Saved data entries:

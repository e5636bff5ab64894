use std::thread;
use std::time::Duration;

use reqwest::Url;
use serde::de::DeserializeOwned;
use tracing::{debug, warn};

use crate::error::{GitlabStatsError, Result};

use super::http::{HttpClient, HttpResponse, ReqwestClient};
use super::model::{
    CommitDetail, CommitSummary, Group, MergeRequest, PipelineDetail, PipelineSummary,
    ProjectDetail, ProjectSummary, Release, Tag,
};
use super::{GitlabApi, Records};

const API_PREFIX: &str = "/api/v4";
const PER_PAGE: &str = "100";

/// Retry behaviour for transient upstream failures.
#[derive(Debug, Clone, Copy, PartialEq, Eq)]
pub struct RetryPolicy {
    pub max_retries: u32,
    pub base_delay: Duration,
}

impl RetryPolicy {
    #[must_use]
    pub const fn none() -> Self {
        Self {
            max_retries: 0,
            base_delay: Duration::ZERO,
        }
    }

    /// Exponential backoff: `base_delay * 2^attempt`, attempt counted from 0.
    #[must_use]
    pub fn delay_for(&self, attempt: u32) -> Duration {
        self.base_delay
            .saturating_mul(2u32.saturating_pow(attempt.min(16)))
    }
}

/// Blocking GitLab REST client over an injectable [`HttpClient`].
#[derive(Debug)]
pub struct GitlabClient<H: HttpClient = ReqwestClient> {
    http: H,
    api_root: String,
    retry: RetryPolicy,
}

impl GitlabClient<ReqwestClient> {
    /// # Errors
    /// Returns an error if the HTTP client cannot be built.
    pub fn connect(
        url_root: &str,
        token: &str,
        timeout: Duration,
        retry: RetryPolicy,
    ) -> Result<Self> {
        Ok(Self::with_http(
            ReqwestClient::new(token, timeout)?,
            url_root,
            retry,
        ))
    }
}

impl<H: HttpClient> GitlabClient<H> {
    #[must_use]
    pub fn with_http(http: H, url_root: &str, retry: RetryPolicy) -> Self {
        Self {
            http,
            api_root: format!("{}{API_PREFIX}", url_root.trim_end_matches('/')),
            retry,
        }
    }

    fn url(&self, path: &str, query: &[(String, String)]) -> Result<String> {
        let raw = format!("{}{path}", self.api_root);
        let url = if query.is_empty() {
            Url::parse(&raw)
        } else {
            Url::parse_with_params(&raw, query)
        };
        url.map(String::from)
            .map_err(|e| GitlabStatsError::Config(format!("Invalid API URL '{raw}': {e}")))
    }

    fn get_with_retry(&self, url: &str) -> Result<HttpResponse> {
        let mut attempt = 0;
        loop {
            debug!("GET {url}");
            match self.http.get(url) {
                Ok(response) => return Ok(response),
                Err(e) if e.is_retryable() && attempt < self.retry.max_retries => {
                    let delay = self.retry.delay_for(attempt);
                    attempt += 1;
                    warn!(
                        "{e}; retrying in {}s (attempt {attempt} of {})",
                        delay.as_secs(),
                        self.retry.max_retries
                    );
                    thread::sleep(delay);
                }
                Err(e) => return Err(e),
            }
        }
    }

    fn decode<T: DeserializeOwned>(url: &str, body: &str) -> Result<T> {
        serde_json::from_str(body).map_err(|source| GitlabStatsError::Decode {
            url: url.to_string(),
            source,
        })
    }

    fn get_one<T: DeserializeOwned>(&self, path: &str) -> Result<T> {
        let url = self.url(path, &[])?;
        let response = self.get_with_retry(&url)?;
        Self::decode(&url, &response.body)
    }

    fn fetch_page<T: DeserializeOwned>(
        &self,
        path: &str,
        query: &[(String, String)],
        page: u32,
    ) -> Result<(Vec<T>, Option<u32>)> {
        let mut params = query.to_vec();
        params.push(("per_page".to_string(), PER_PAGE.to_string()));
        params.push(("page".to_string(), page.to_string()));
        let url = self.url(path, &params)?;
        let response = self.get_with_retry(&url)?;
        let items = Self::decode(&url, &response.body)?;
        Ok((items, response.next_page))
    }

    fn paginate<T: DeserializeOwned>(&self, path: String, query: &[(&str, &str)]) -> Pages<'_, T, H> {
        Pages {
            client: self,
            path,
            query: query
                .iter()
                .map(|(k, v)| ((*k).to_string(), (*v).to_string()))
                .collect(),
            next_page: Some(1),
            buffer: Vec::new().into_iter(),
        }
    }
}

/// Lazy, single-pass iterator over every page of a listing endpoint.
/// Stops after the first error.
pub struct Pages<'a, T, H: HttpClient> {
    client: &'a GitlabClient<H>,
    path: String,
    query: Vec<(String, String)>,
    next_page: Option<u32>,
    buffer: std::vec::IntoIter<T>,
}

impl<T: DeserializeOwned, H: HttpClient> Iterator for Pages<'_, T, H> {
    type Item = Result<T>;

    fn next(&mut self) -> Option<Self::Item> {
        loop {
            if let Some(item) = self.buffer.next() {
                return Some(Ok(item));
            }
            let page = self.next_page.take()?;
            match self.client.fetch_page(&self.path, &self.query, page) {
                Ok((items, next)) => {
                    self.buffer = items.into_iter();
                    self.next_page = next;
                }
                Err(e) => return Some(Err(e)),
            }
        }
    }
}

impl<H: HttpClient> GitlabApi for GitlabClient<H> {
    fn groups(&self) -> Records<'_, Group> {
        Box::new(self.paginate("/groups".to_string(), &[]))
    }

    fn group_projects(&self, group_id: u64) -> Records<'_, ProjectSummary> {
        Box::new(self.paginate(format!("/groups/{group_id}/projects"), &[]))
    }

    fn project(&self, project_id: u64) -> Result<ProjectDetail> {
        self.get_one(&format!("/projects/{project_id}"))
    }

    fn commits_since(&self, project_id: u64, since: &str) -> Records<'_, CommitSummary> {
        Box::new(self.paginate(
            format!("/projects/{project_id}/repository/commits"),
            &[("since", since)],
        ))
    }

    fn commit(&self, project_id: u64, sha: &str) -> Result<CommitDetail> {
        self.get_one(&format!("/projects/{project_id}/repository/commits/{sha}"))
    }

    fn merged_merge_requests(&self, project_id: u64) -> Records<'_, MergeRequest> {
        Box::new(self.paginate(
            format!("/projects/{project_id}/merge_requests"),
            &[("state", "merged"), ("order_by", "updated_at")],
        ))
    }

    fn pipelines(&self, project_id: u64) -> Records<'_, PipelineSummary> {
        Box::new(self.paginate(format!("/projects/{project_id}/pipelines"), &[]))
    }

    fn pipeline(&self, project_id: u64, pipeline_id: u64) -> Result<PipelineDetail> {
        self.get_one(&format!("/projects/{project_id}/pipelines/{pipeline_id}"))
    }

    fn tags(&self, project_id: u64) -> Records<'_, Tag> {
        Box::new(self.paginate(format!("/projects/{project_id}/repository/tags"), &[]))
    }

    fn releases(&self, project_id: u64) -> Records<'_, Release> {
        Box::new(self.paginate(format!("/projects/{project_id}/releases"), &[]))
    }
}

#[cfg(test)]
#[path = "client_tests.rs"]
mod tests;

EXERCISE REQUIREMENTS → Every line of the data above should be copied exactly.

YOUR SOLUTION →
repository e5636bff5ab64894
use std::thread;
use std::time::Duration;

use reqwest::Url;
use serde::de::DeserializeOwned;
use tracing::{debug, warn};

use crate::error::{GitlabStatsError, Result};

use super::http::{HttpClient, HttpResponse, ReqwestClient};
use super::model::{
    CommitDetail, CommitSummary, Group, MergeRequest, PipelineDetail, PipelineSummary,
    ProjectDetail, ProjectSummary, Release, Tag,
};
use super::{GitlabApi, Records};

const API_PREFIX: &str = "/api/v4";
const PER_PAGE: &str = "100";

/// Retry behaviour for transient upstream failures.
#[derive(Debug, Clone, Copy, PartialEq, Eq)]
pub struct RetryPolicy {
    pub max_retries: u32,
    pub base_delay: Duration,
}

impl RetryPolicy {
    #[must_use]
    pub const fn none() -> Self {
        Self {
            max_retries: 0,
            base_delay: Duration::ZERO,
        }
    }

    /// Exponential backoff: `base_delay * 2^attempt`, attempt counted from 0.
    #[must_use]
    pub fn delay_for(&self, attempt: u32) -> Duration {
        self.base_delay
            .saturating_mul(2u32.saturating_pow(attempt.min(16)))
    }
}

/// Blocking GitLab REST client over an injectable [`HttpClient`].
#[derive(Debug)]
pub struct GitlabClient<H: HttpClient = ReqwestClient> {
    http: H,
    api_root: String,
    retry: RetryPolicy,
}

impl GitlabClient<ReqwestClient> {
    /// # Errors
    /// Returns an error if the HTTP client cannot be built.
    pub fn connect(
        url_root: &str,
        token: &str,
        timeout: Duration,
        retry: RetryPolicy,
    ) -> Result<Self> {
        Ok(Self::with_http(
            ReqwestClient::new(token, timeout)?,
            url_root,
            retry,
        ))
    }
}

impl<H: HttpClient> GitlabClient<H> {
    #[must_use]
    pub fn with_http(http: H, url_root: &str, retry: RetryPolicy) -> Self {
        Self {
            http,
            api_root: format!("{}{API_PREFIX}", url_root.trim_end_matches('/')),
            retry,
        }
    }

    fn url(&self, path: &str, query: &[(String, String)]) -> Result<String> {
        let raw = format!("{}{path}", self.api_root);
        let url = if query.is_empty() {
            Url::parse(&raw)
        } else {
            Url::parse_with_params(&raw, query)
        };
        url.map(String::from)
            .map_err(|e| GitlabStatsError::Config(format!("Invalid API URL '{raw}': {e}")))
    }

    fn get_with_retry(&self, url: &str) -> Result<HttpResponse> {
        let mut attempt = 0;
        loop {
            debug!("GET {url}");
            match self.http.get(url) {
                Ok(response) => return Ok(response),
                Err(e) if e.is_retryable() && attempt < self.retry.max_retries => {
                    let delay = self.retry.delay_for(attempt);
                    attempt += 1;
                    warn!(
                        "{e}; retrying in {}s (attempt {attempt} of {})",
                        delay.as_secs(),
                        self.retry.max_retries
                    );
                    thread::sleep(delay);
                }
                Err(e) => return Err(e),
            }
        }
    }

    fn decode<T: DeserializeOwned>(url: &str, body: &str) -> Result<T> {
        serde_json::from_str(body).map_err(|source| GitlabStatsError::Decode {
            url: url.to_string(),
            source,
        })
    }

    fn get_one<T: DeserializeOwned>(&self, path: &str) -> Result<T> {
        let url = self.url(path, &[])?;
        let response = self.get_with_retry(&url)?;
        Self::decode(&url, &response.body)
    }

    fn fetch_page<T: DeserializeOwned>(
        &self,
        path: &str,
        query: &[(String, String)],
        page: u32,
    ) -> Result<(Vec<T>, Option<u32>)> {
        let mut params = query.to_vec();
        params.push(("per_page".to_string(), PER_PAGE.to_string()));
        params.push(("page".to_string(), page.to_string()));
        let url = self.url(path, &params)?;
        let response = self.get_with_retry(&url)?;
        let items = Self::decode(&url, &response.body)?;
        Ok((items, response.next_page))
    }

    fn paginate<T: DeserializeOwned>(&self, path: String, query: &[(&str, &str)]) -> Pages<'_, T, H> {
        Pages {
            client: self,
            path,
            query: query
                .iter()
                .map(|(k, v)| ((*k).to_string(), (*v).to_string()))
                .collect(),
            next_page: Some(1),
            buffer: Vec::new().into_iter(),
        }
    }
}

/// Lazy, single-pass iterator over every page of a listing endpoint.
/// Stops after the first error.
pub struct Pages<'a, T, H: HttpClient> {
    client: &'a GitlabClient<H>,
    path: String,
    query: Vec<(String, String)>,
    next_page: Option<u32>,
    buffer: std::vec::IntoIter<T>,
}

impl<T: DeserializeOwned, H: HttpClient> Iterator for Pages<'_, T, H> {
    type Item = Result<T>;

    fn next(&mut self) -> Option<Self::Item> {
        loop {
            if let Some(item) = self.buffer.next() {
                return Some(Ok(item));
            }
            let page = self.next_page.take()?;
            match self.client.fetch_page(&self.path, &self.query, page) {
                Ok((items, next)) => {
                    self.buffer = items.into_iter();
                    self.next_page = next;
                }
                Err(e) => return Some(Err(e)),
            }
        }
    }
}

impl<H: HttpClient> GitlabApi for GitlabClient<H> {
    fn groups(&self) -> Records<'_, Group> {
        Box::new(self.paginate("/groups".to_string(), &[]))
    }

    fn group_projects(&self, group_id: u64) -> Records<'_, ProjectSummary> {
        Box::new(self.paginate(format!("/groups/{group_id}/projects"), &[]))
    }

    fn project(&self, project_id: u64) -> Result<ProjectDetail> {
        self.get_one(&format!("/projects/{project_id}"))
    }

    fn commits_since(&self, project_id: u64, since: &str) -> Records<'_, CommitSummary> {
        Box::new(self.paginate(
            format!("/projects/{project_id}/repository/commits"),
            &[("since", since)],
        ))
    }

    fn commit(&self, project_id: u64, sha: &str) -> Result<CommitDetail> {
        self.get_one(&format!("/projects/{project_id}/repository/commits/{sha}"))
    }

    fn merged_merge_requests(&self, project_id: u64) -> Records<'_, MergeRequest> {
        Box::new(self.paginate(
            format!("/projects/{project_id}/merge_requests"),
            &[("state", "merged"), ("order_by", "updated_at")],
        ))
    }

    fn pipelines(&self, project_id: u64) -> Records<'_, PipelineSummary> {
        Box::new(self.paginate(format!("/projects/{project_id}/pipelines"), &[]))
    }

    fn pipeline(&self, project_id: u64, pipeline_id: u64) -> Result<PipelineDetail> {
        self.get_one(&format!("/projects/{project_id}/pipelines/{pipeline_id}"))
    }

    fn tags(&self, project_id: u64) -> Records<'_, Tag> {
        Box::new(self.paginate(format!("/projects/{project_id}/repository/tags"), &[]))
    }

    fn releases(&self, project_id: u64) -> Records<'_, Release> {
        Box::new(self.paginate(format!("/projects/{project_id}/releases"), &[]))
    }
}

#[cfg(test)]
#[path = "client_tests.rs"]
mod tests;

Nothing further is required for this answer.